5) How much of the 20 year career is likely to be spent on primarily administrative assignments?

Thank you!
 
First off, just because you go to USUHS doesn't mean you have to stay in past your 7 yr commitment.

1) It seems there is no purely clinical track for a milmed career. True? Would this make a transition back into full-time clinical practice post-military impossible or very difficult?
--Senior physicians can still practice medicine, it may be easier in the GME world of Program Director etc. For at least the first half of your career you would be full time clinical track.

2) What do career military docs tend to do after they retire from the military?
-- Most use their network of prior military or time moonlighting and find a good job. Some retire for good if they have enough years in/wealthy spouse.

3) How similar is academic military medicine to academic civilian medicine? Could one leave the military and move into a civilian academic position fairly easily?
-- Military academic medicine is very similar and the transition is do-able with the right preparation. Right now, military academic medicine is underfunded so it can be frustrating to attend meetings, be on national committees etc.

4) What does "operational medicine" in the Army actually consist of? Is this more like parachuting into Mali with Delta Force or treating stomach flu in Kabul?
-- I'll pass on this one since I am not Army but likely it is a job running a field hospital and all the operational/administrative headaches that go with it.

5) How much of the 20 year career is likely to be spent on primarily administrative assignments?
-- Again I am not Army but I doubt you could do less than 2 years of admin unless you were a program director and then the admin is sprinkled in every day. For dept chiefs the admin is also mixed in with patient care but sometimes it can take over.
 
1) It seems there is no purely clinical track for a milmed career. True?

It depends greatly on how badly you want to make O6. To some extent you'll always have some non-clinical duties. But getting promoted to O6 absolutely requires a major non-clinical leadership job that will take you away from patient care.

<rant>
Fitness reports were invented with line officers in mind, and unfortunately they do a terrible job of stratifying doctors according to clinical skill and knowledge. This is further complicated by the near-universal practice of grading doctors as "early promote" vs "must promote" vs "promotable" based solely on time in rank - ie how soon that person is in zone for promotion. The objective is to get people promoted, and that generally means whoever is before the board next year gets the EP.

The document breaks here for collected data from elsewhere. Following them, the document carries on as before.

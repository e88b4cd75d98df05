//! HTTP client creation and request handling for RSS feeds.

use anyhow::{anyhow, Context, Result};
use reqwest::header;
use std::future::Future;
use tokio::time::{timeout, Duration};
use tracing::debug;

use super::types::{FetchedFeed, ACCEPT_FEEDS, USER_AGENT};
use crate::TARGET_WEB_REQUEST;

/// Source of raw feed documents.
///
/// The collector only depends on this trait, so a run can be driven by
/// something other than the network.
pub trait FeedFetcher {
    fn fetch(&self, url: &str) -> impl Future<Output = Result<FetchedFeed>>;
}

/// Create a client with the collector's identity and the given request timeout
pub fn create_http_client(request_timeout: Duration) -> Result<reqwest::Client> {
    debug!(target: TARGET_WEB_REQUEST, "Creating HTTP client with {:?} timeout", request_timeout);

    reqwest::Client::builder()
        .user_agent(USER_AGENT)
        .gzip(true)
        .timeout(request_timeout)
        .redirect(reqwest::redirect::Policy::default())
        .build()
        .map_err(|e| anyhow!("Failed to build HTTP client: {}", e))
}

/// Fetches feeds over HTTP, one request per call, no retries.
pub struct HttpFetcher {
    client: reqwest::Client,
    request_timeout: Duration,
}

impl HttpFetcher {
    pub fn new(request_timeout: Duration) -> Result<Self> {
        Ok(Self {
            client: create_http_client(request_timeout)?,
            request_timeout,
        })
    }
}

impl FeedFetcher for HttpFetcher {
    async fn fetch(&self, url: &str) -> Result<FetchedFeed> {
        debug!(target: TARGET_WEB_REQUEST, "Requesting {}", url);

        let response = match timeout(
            self.request_timeout,
            self.client
                .get(url)
                .header(header::ACCEPT, ACCEPT_FEEDS)
                .send(),
        )
        .await
        {
            Ok(Ok(resp)) => resp,
            Ok(Err(err)) => return Err(anyhow!("Request to {} failed: {}", url, err)),
            Err(_) => {
                return Err(anyhow!(
                    "Request to {} timed out after {} seconds",
                    url,
                    self.request_timeout.as_secs()
                ))
            }
        };

        let status = response.status();
        if !status.is_success() {
            return Err(anyhow!("Non-success status {} from {}", status, url));
        }

        debug!(target: TARGET_WEB_REQUEST, "Response Content-Type: {:?}",
               response.headers().get(header::CONTENT_TYPE));

        let content_type = header_value(&response, header::CONTENT_TYPE);
        let content_encoding = header_value(&response, header::CONTENT_ENCODING);

        let body = response
            .bytes()
            .await
            .with_context(|| format!("Failed to read response body from {}", url))?;

        Ok(FetchedFeed {
            body: body.to_vec(),
            content_type,
            content_encoding,
        })
    }
}

fn header_value(response: &reqwest::Response, name: header::HeaderName) -> Option<String> {
    response
        .headers()
        .get(name)
        .and_then(|value| value.to_str().ok())
        .map(|s| s.to_lowercase())
}

#[cfg(test)]
mod tests {
    use super::*;
    use std::time::Instant;
    use tokio::io::{AsyncReadExt, AsyncWriteExt};
    use tokio::net::TcpListener;

    /// Serves `response` verbatim to the first connection and returns the URL.
    async fn serve_once(response: &'static str) -> String {
        let listener = TcpListener::bind("127.0.0.1:0").await.unwrap();
        let addr = listener.local_addr().unwrap();
        tokio::spawn(async move {
            let (mut socket, _) = listener.accept().await.unwrap();
            let mut request = [0u8; 4096];
            let _ = socket.read(&mut request).await;
            let _ = socket.write_all(response.as_bytes()).await;
            let _ = socket.shutdown().await;
        });
        format!("http://{}/rss", addr)
    }

    #[test]
    fn test_create_http_client() {
        assert!(create_http_client(Duration::from_secs(5)).is_ok());
    }

    #[tokio::test]
    async fn test_unreachable_host_is_an_error() {
        // Port 9 (discard) on localhost is closed on any sane test machine.
        let fetcher = HttpFetcher::new(Duration::from_secs(2)).unwrap();
        let result = fetcher.fetch("http://127.0.0.1:9/rss").await;
        assert!(result.is_err());
    }

    #[tokio::test]
    async fn test_silent_server_times_out() {
        let listener = TcpListener::bind("127.0.0.1:0").await.unwrap();
        let url = format!("http://{}/rss", listener.local_addr().unwrap());
        tokio::spawn(async move {
            // Accept and hold the connection without ever answering
            let (_socket, _) = listener.accept().await.unwrap();
            tokio::time::sleep(Duration::from_secs(30)).await;
        });

        let fetcher = HttpFetcher::new(Duration::from_secs(1)).unwrap();
        let started = Instant::now();
        let result = fetcher.fetch(&url).await;
        let elapsed = started.elapsed();

        assert!(result.is_err());
        assert!(elapsed >= Duration::from_millis(900), "returned after {:?}", elapsed);
        assert!(elapsed < Duration::from_secs(3), "returned after {:?}", elapsed);
    }

    #[tokio::test]
    async fn test_server_error_status_is_an_error() {
        let url = serve_once(
            "HTTP/1.1 500 Internal Server Error\r\nContent-Length: 0\r\nConnection: close\r\n\r\n",
        )
        .await;

        let fetcher = HttpFetcher::new(Duration::from_secs(5)).unwrap();
        let err = fetcher.fetch(&url).await.unwrap_err();

        assert!(err.to_string().contains("500"), "unexpected error: {}", err);
    }

    #[tokio::test]
    async fn test_successful_fetch_keeps_body_and_content_type() {
        let url = serve_once(
            "HTTP/1.1 200 OK\r\nContent-Type: application/RSS+xml; charset=utf-8\r\nContent-Length: 6\r\nConnection: close\r\n\r\n<rss/>",
        )
        .await;

        let fetcher = HttpFetcher::new(Duration::from_secs(5)).unwrap();
        let fetched = fetcher.fetch(&url).await.unwrap();

        assert_eq!(fetched.body, b"<rss/>");
        assert_eq!(
            fetched.content_type.as_deref(),
            Some("application/rss+xml; charset=utf-8")
        );
        assert_eq!(fetched.content_encoding, None);
    }
}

The system is further broken by the fact that the final arbiter of fitrep scores is a physician of specialty A who really has no ability to objectively compare the clinical skill and knowledge of the physicians he's grading, who hail from specialties B - Z. (As if it was even possible to make meaningful direct comparisons between a surgeon's work and an internist's work, or a dermatologist's vs an ophthalmologist's.) What happens is that fitreps get scores based on a need to "show progression" and give whoever's in zone next the best shot at promotion.

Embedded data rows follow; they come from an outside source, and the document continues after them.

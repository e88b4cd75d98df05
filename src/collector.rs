//! The collection run: fetch every configured feed once, in order, and write
//! everything collected to a single run artifact.

use anyhow::Result;
use chrono::Utc;
use std::path::PathBuf;
use std::time::Instant;
use tokio::time::{sleep, Duration};
use tracing::{debug, info, warn};

use crate::artifact::write_artifact;
use crate::rss::{decode_body, is_valid_url, parse_feed, FeedEntry, FeedFetcher};
use crate::TARGET_WEB_REQUEST;

/// Outcome of collecting all feeds for one run.
#[derive(Debug, Default)]
pub struct CollectionReport {
    pub entries: Vec<FeedEntry>,
    pub succeeded: Vec<String>,
    /// Feeds that were skipped, with the reason.
    pub failed: Vec<(String, String)>,
}

pub struct Collector<F> {
    feed_urls: Vec<String>,
    output_dir: PathBuf,
    politeness_delay: Duration,
    fetcher: F,
}

impl<F: FeedFetcher> Collector<F> {
    pub fn new(feed_urls: Vec<String>, output_dir: impl Into<PathBuf>, fetcher: F) -> Self {
        Self {
            feed_urls,
            output_dir: output_dir.into(),
            politeness_delay: Duration::ZERO,
            fetcher,
        }
    }

    /// Pause between consecutive feed requests.
    pub fn with_politeness_delay(mut self, delay: Duration) -> Self {
        self.politeness_delay = delay;
        self
    }

    /// Fetches and parses every configured feed. A failing feed is logged and
    /// skipped; it never stops the remaining feeds from being collected.
    pub async fn collect_all_feeds(&self) -> CollectionReport {
        let mut report = CollectionReport::default();
        let mut first_request = true;

        for rss_url in &self.feed_urls {
            let rss_url = rss_url.trim();
            if rss_url.is_empty() {
                debug!(target: TARGET_WEB_REQUEST, "Skipping empty RSS URL");
                continue;
            }

            if !is_valid_url(rss_url) {
                warn!(target: TARGET_WEB_REQUEST, "Skipping invalid URL: {}", rss_url);
                report
                    .failed
                    .push((rss_url.to_string(), "invalid URL".to_string()));
                continue;
            }

            if !first_request && !self.politeness_delay.is_zero() {
                sleep(self.politeness_delay).await;
            }
            first_request = false;

            info!(target: TARGET_WEB_REQUEST, "Fetching feed from: {}", rss_url);
            match self.collect_feed(rss_url).await {
                Ok(entries) => {
                    info!(target: TARGET_WEB_REQUEST, "Collected {} entries from {}", entries.len(), rss_url);
                    report.entries.extend(entries);
                    report.succeeded.push(rss_url.to_string());
                }
                Err(err) => {
                    warn!(target: TARGET_WEB_REQUEST, "Skipping feed {}: {:#}", rss_url, err);
                    report.failed.push((rss_url.to_string(), format!("{:#}", err)));
                }
            }
        }

        info!(
            target: TARGET_WEB_REQUEST,
            "Total entries collected: {} ({} feeds succeeded, {} failed)",
            report.entries.len(),
            report.succeeded.len(),
            report.failed.len()
        );
        report
    }

    async fn collect_feed(&self, rss_url: &str) -> Result<Vec<FeedEntry>> {
        let fetched = self.fetcher.fetch(rss_url).await?;
        let text = decode_body(
            &fetched.body,
            fetched.content_type.as_deref(),
            fetched.content_encoding.as_deref(),
            rss_url,
        );
        parse_feed(&text, fetched.content_type.as_deref(), rss_url, Utc::now())
    }

    /// Runs one collection end to end and returns the artifact written.
    ///
    /// An artifact is written even when nothing was collected, so every run
    /// leaves exactly one file behind. Failing to write it is an error.
    pub async fn run(&self) -> Result<PathBuf> {
        let start_time = Instant::now();
        let collected_at = Utc::now();
        info!("Starting RSS feed collection for {} feeds", self.feed_urls.len());

        let report = self.collect_all_feeds().await;
        for (url, reason) in &report.failed {
            debug!(target: TARGET_WEB_REQUEST, "Failed feed {}: {}", url, reason);
        }

        let path = write_artifact(&self.output_dir, collected_at, &report.entries)?;

        info!(
            "RSS feed collection finished in {:.2} seconds",
            start_time.elapsed().as_secs_f64()
        );
        Ok(path)
    }
}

Since the promotion boards only look at records, the difference between physician #1 and physician #1 is most apparent when it comes to non-clinical activities. Physician #1 served on three committees, but #2 only served on two. Obviously #1 is the better doctor and more deserving of promotion.

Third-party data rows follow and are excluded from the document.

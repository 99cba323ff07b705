use std::io;
use std::io::{Read, Write};
use std::fs;
use std::path::Path;

use flate2;

use tempfile::NamedTempFile;

use super::error::Result;


fn is_gzip(path: &Path) -> bool {
	match path.extension() {
		Some(x) => x == "gz",
		None => false,
	}
}

pub fn magic_open<P: AsRef<Path>>(path: P) -> io::Result<Box<dyn Read>> {
	let path = path.as_ref();
	if is_gzip(path) {
		Ok(Box::new(flate2::read::GzDecoder::new(fs::File::open(path)?)))
	} else {
		Ok(Box::new(fs::File::open(path)?))
	}
}

// .gz targets are compressed
pub fn write_atomic<P, F>(path: P, f: F) -> Result<()>
	where P: AsRef<Path>,
	      F: FnOnce(&mut dyn Write) -> Result<()>
{
	let path = path.as_ref();
	let dir = match path.parent() {
		Some(p) if !p.as_os_str().is_empty() => p,
		_ => Path::new("."),
	};
	fs::create_dir_all(dir)?;
	let mut tmp = NamedTempFile::new_in(dir)?;
	if is_gzip(path) {
		let mut w = flate2::write::GzEncoder::new(tmp.as_file_mut(), flate2::Compression::best());
		f(&mut w)?;
		w.finish()?;
	} else {
		let mut w = io::BufWriter::new(tmp.as_file_mut());
		f(&mut w)?;
		w.flush()?;
	}
	tmp.as_file().sync_all()?;
	tmp.persist(path)?;
	Ok(())
}


#[cfg(test)]
mod tests {
	use super::*;

	use crate::error::Error;

	#[test]
	fn atomic_write_replaces_existing_file() {
		let dir = tempfile::tempdir().unwrap();
		let path = dir.path().join("out.csv");
		fs::write(&path, "old").unwrap();
		write_atomic(&path, |w| {
			w.write_all(b"new")?;
			Ok(())
		}).unwrap();
		assert_eq!(fs::read_to_string(&path).unwrap(), "new");
	}

	#[test]
	fn failed_write_leaves_target_untouched() {
		let dir = tempfile::tempdir().unwrap();
		let path = dir.path().join("out.csv");
		fs::write(&path, "old").unwrap();
		let result = write_atomic(&path, |w| {
			w.write_all(b"partial")?;
			Err(Error::Config("boom".into()))
		});
		assert!(result.is_err());
		assert_eq!(fs::read_to_string(&path).unwrap(), "old");
		assert_eq!(fs::read_dir(dir.path()).unwrap().count(), 1);
	}

	#[test]
	fn gzip_roundtrip_through_magic_open() {
		let dir = tempfile::tempdir().unwrap();
		let path = dir.path().join("sub").join("out.csv.gz");
		write_atomic(&path, |w| {
			w.write_all(b"a,b\n1,2\n")?;
			Ok(())
		}).unwrap();
		let mut s = String::new();
		magic_open(&path).unwrap().read_to_string(&mut s).unwrap();
		assert_eq!(s, "a,b\n1,2\n");
	}
}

It's a silly farce of a system, but at least it's objective and uniformly arbitrary.
</rant>


There's certainly some element self-selection by some physicians who don't like clinical work toward administrative roles. Those who make the explicit decision to pursue a so-called executive medicine track often give up seeing patients entirely in favor of playing the admin game. Promotion boards love this kind of leadership and the fitrep bullets it generates.
 
Thanks for the responses!

@pgg: Enjoyed the rant. This sort of "admin vs. practice" tension exists in many careers, but I suppose in medicine the line between the two is especially stark. It does seem odd to me that senior MC officers are essentially forced into admin roles while the military hires (more expensive) civilian contractors to perform the clinical duties that many of the AD people would rather do.